◆ WHAT IS NEEDED:
Your task is to find every line in the records that holds the string "HomeResponse" and copy it.

DATA FOR REVIEW START

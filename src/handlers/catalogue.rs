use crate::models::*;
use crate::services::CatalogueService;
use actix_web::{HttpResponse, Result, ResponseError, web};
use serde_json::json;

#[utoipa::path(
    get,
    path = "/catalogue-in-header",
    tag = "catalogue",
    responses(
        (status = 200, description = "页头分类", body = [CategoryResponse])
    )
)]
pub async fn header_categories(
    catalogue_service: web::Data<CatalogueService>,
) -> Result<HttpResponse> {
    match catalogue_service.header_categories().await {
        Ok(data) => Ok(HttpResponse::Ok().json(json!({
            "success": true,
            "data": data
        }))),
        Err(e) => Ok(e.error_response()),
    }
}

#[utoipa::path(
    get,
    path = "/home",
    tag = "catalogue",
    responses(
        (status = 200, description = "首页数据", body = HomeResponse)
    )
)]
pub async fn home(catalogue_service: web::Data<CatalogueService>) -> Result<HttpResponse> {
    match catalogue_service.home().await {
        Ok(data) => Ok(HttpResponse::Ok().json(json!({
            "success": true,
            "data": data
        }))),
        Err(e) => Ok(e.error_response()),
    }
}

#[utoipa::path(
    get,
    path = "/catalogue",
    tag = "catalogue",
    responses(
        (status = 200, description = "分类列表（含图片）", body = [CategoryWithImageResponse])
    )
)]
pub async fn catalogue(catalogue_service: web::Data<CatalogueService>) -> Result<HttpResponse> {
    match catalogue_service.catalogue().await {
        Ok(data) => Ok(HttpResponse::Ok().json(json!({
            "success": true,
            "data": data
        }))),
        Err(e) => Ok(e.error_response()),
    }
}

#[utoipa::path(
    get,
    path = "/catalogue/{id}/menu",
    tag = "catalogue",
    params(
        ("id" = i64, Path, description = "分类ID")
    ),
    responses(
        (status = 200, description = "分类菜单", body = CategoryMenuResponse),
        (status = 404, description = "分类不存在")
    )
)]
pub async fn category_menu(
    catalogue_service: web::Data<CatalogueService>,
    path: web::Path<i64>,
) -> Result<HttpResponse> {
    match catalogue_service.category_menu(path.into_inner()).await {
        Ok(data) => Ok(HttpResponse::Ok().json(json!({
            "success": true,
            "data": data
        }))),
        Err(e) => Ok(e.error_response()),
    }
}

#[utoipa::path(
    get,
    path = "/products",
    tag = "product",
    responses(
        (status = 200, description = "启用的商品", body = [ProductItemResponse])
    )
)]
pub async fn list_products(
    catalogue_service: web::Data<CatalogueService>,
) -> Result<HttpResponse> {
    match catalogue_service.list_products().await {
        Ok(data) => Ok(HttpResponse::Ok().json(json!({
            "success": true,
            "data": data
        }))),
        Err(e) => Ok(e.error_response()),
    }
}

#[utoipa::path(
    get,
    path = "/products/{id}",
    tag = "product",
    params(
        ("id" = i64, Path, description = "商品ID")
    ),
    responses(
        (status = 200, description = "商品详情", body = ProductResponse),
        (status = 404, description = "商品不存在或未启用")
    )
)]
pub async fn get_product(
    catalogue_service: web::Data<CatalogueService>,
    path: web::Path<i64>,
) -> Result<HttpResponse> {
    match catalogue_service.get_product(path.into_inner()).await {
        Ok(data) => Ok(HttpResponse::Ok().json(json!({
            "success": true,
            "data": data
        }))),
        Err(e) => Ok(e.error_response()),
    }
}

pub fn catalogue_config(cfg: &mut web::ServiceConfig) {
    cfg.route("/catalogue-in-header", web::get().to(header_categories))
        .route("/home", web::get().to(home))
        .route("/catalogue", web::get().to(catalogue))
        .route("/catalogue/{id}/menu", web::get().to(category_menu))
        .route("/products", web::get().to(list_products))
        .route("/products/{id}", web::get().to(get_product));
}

DATA FOR REVIEW END
DATA FOR REVIEW START

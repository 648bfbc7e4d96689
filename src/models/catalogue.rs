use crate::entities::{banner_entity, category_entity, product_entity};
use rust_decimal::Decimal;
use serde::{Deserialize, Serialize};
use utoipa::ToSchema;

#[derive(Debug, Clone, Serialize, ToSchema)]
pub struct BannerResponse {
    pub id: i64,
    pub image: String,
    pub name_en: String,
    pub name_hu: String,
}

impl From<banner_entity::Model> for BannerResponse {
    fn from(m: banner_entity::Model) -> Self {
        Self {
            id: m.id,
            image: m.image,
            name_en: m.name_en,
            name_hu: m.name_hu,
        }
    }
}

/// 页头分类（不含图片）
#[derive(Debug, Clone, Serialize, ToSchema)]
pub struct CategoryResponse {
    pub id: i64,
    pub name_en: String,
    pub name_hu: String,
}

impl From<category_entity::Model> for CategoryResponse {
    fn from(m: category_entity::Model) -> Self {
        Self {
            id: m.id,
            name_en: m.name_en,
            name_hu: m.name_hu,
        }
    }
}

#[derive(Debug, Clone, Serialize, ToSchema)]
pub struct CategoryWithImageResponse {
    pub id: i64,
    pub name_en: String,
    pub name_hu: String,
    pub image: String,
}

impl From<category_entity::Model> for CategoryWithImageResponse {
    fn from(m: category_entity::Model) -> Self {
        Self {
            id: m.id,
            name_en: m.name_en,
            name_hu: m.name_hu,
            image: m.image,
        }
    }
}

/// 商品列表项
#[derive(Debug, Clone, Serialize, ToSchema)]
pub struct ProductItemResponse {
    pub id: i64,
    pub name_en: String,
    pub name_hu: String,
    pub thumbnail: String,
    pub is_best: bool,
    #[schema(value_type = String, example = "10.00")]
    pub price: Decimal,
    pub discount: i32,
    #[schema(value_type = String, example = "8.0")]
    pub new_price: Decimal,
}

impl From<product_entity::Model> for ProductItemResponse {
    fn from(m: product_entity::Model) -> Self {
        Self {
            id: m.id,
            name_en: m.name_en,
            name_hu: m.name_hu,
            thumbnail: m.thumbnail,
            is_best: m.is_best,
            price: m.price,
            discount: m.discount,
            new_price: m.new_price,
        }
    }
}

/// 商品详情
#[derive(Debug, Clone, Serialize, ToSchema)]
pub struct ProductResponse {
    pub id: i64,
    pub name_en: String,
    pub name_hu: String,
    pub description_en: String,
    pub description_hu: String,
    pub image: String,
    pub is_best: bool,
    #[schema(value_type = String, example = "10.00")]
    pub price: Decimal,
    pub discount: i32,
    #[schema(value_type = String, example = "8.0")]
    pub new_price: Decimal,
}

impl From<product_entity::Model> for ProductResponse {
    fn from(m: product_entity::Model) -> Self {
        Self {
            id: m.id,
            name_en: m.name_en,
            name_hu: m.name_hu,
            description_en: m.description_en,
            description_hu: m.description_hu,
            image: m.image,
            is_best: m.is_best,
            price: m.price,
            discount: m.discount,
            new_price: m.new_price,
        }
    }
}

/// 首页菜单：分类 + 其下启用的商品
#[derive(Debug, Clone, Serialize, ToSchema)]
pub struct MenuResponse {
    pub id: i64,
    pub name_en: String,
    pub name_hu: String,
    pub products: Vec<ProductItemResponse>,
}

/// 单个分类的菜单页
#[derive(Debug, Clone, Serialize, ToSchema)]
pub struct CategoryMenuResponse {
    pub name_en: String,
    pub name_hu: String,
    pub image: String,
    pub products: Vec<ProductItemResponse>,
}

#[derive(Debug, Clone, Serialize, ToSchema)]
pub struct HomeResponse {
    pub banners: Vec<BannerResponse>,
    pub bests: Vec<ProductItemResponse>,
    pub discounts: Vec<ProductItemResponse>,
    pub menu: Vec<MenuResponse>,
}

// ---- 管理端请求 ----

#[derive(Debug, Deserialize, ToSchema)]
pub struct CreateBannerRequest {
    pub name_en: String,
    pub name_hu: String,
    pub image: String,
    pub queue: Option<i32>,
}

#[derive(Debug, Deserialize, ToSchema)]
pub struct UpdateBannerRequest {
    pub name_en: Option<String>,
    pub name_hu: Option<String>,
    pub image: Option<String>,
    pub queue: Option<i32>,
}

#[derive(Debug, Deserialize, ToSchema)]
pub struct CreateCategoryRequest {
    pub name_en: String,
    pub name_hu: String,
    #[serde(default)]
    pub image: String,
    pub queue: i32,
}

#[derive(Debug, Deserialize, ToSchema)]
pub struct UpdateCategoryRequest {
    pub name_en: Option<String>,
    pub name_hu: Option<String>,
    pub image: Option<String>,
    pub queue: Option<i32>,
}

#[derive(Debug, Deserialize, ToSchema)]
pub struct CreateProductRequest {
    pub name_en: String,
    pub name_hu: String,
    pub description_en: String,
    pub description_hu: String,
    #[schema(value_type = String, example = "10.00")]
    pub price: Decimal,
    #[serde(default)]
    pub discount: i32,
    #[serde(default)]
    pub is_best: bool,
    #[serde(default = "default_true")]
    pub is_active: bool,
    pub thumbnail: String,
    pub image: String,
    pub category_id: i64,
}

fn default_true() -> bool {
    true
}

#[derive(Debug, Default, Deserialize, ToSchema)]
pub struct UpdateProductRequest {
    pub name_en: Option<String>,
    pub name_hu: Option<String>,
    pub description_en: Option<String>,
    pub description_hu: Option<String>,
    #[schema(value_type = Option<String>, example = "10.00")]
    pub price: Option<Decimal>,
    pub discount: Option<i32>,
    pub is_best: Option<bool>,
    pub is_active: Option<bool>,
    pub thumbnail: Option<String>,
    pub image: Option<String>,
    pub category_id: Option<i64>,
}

DATA FOR REVIEW END

◆ OUTPUT:
        (status = 200, description = "首页数据", body = HomeResponse)
pub struct HomeResponse {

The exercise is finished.